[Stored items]

Content starts

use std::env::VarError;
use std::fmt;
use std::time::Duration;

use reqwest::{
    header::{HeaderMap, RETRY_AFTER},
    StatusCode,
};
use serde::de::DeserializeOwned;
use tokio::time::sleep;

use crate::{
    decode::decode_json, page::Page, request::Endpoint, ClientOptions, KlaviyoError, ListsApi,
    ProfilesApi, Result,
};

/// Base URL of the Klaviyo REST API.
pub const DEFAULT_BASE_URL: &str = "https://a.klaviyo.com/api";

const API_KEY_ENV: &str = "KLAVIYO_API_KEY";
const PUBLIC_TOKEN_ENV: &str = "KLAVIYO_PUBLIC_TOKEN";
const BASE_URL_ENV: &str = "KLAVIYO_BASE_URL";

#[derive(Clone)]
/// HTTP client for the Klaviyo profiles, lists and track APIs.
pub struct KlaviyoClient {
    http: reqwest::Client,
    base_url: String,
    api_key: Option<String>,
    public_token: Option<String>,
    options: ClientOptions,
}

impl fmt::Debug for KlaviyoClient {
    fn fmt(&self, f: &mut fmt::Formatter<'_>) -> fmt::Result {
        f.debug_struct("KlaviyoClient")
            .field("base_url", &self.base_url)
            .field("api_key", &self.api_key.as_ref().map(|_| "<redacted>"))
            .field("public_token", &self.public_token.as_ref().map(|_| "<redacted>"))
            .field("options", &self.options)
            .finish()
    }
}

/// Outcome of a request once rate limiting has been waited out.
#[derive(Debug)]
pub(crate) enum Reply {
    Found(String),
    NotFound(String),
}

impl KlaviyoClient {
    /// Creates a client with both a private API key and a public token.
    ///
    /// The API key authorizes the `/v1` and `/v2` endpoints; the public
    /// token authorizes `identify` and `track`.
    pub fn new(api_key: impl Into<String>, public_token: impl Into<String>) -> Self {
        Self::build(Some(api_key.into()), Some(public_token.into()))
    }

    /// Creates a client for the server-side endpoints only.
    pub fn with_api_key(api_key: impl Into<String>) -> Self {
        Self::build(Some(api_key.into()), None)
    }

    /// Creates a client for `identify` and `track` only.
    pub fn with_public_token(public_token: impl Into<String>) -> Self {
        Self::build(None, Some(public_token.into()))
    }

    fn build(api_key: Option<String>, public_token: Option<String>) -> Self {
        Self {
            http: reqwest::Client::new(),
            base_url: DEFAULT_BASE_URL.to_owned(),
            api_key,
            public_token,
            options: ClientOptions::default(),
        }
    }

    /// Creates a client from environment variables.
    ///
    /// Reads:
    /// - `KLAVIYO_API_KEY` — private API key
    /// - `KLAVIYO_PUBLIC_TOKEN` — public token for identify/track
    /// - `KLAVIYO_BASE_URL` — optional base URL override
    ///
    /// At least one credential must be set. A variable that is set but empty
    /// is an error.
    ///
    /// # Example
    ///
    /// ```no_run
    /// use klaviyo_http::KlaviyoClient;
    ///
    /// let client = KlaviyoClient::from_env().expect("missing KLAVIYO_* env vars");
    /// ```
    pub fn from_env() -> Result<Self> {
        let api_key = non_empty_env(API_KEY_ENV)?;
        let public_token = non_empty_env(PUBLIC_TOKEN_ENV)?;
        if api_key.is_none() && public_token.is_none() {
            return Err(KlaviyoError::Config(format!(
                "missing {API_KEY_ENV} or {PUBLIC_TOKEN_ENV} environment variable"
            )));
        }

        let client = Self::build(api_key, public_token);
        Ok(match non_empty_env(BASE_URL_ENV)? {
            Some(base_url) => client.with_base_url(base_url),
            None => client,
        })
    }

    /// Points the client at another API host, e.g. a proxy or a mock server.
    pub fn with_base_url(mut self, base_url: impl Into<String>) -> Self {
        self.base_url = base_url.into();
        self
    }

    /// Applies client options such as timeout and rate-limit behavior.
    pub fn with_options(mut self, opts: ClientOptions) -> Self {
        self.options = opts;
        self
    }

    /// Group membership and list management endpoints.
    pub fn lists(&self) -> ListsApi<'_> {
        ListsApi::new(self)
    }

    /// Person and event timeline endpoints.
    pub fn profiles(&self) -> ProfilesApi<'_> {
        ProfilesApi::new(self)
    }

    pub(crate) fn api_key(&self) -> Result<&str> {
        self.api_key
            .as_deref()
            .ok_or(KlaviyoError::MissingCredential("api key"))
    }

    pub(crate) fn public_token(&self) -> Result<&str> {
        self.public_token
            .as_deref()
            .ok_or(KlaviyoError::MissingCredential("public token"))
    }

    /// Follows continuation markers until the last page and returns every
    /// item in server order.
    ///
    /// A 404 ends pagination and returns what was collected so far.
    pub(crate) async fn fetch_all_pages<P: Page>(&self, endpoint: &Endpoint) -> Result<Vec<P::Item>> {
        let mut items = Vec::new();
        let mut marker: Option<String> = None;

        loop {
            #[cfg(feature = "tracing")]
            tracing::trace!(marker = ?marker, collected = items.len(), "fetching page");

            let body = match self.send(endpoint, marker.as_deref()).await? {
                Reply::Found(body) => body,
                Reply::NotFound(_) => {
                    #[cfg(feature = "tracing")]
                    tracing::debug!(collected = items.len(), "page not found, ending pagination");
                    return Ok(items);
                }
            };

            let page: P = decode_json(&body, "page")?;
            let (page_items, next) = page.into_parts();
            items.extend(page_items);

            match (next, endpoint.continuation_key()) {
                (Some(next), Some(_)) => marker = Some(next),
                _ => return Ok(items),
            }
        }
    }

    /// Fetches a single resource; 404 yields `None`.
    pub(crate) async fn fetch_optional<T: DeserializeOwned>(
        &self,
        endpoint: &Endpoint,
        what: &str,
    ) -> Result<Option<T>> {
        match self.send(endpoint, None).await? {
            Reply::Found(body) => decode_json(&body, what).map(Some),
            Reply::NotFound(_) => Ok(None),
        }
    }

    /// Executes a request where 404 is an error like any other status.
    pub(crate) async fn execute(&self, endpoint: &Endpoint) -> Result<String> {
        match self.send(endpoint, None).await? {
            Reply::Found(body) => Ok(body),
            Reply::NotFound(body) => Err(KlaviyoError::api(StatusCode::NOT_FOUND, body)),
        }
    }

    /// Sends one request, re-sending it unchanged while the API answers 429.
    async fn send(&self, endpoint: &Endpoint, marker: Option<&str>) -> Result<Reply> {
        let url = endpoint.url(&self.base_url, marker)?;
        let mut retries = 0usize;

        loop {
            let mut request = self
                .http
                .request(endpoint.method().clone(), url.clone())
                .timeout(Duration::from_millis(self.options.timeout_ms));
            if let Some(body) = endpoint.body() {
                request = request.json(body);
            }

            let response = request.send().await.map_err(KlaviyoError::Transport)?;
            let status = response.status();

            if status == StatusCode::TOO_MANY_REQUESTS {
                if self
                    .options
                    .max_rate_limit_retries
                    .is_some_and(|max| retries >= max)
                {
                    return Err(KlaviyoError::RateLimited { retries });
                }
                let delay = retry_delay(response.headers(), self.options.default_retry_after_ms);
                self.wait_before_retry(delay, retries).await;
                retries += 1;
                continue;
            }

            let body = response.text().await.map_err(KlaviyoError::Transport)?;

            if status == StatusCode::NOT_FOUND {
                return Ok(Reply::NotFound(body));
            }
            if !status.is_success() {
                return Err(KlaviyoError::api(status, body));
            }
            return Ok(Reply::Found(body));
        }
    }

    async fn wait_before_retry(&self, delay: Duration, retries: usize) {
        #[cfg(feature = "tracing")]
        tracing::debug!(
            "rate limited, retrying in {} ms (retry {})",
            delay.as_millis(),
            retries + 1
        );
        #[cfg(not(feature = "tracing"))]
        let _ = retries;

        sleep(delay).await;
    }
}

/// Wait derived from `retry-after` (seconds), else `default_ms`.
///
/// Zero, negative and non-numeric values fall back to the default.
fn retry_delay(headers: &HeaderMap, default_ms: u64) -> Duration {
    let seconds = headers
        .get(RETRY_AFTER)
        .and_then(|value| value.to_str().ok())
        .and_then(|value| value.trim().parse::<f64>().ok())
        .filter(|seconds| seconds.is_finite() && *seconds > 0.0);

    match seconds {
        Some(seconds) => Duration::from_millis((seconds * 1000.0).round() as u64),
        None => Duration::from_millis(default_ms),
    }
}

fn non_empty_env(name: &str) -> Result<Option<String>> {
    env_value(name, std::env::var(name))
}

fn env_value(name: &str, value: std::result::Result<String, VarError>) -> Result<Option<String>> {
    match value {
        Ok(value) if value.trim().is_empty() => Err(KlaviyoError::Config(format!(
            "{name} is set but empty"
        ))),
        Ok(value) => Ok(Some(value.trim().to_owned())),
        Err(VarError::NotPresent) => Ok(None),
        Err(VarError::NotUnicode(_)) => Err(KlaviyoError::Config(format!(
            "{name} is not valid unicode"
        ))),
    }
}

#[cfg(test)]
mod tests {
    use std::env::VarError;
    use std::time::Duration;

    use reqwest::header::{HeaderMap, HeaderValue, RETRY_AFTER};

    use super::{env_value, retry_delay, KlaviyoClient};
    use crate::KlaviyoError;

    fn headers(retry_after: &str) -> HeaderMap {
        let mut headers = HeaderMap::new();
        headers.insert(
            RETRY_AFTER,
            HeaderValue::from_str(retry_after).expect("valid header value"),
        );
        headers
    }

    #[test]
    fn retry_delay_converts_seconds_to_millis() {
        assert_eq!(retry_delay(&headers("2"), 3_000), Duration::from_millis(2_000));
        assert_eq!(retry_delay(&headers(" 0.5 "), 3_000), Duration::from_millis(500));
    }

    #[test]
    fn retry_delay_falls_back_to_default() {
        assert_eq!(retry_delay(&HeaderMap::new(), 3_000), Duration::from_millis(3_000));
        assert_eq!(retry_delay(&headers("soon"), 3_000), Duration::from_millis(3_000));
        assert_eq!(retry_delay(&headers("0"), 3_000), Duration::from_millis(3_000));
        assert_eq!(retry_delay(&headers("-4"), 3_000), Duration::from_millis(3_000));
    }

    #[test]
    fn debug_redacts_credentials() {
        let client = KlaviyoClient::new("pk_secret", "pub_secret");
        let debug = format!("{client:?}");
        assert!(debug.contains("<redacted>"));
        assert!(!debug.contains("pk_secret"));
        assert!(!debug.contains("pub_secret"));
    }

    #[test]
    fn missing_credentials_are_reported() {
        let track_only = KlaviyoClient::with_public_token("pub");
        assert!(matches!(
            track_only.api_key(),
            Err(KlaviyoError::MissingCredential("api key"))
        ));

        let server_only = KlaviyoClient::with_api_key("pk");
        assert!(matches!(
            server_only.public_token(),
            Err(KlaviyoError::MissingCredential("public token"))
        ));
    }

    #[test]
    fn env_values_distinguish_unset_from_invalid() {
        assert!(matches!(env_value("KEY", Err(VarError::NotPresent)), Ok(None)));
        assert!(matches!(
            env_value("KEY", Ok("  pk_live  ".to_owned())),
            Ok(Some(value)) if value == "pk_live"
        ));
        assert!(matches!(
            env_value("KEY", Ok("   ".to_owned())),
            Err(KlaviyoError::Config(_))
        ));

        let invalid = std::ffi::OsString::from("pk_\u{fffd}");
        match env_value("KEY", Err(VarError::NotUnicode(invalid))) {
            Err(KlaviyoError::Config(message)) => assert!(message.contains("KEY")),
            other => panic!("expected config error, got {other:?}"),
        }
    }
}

Content ends

_TASK INSTRUCTIONS:_ Scan the records for the string "response" and report each line where it occurs.

_SOLUTION BELOW:_
            let response = request.send().await.map_err(KlaviyoError::Transport)?;
            let status = response.status();
                let delay = retry_delay(response.headers(), self.options.default_retry_after_ms);
            let body = response.text().await.map_err(KlaviyoError::Transport)?;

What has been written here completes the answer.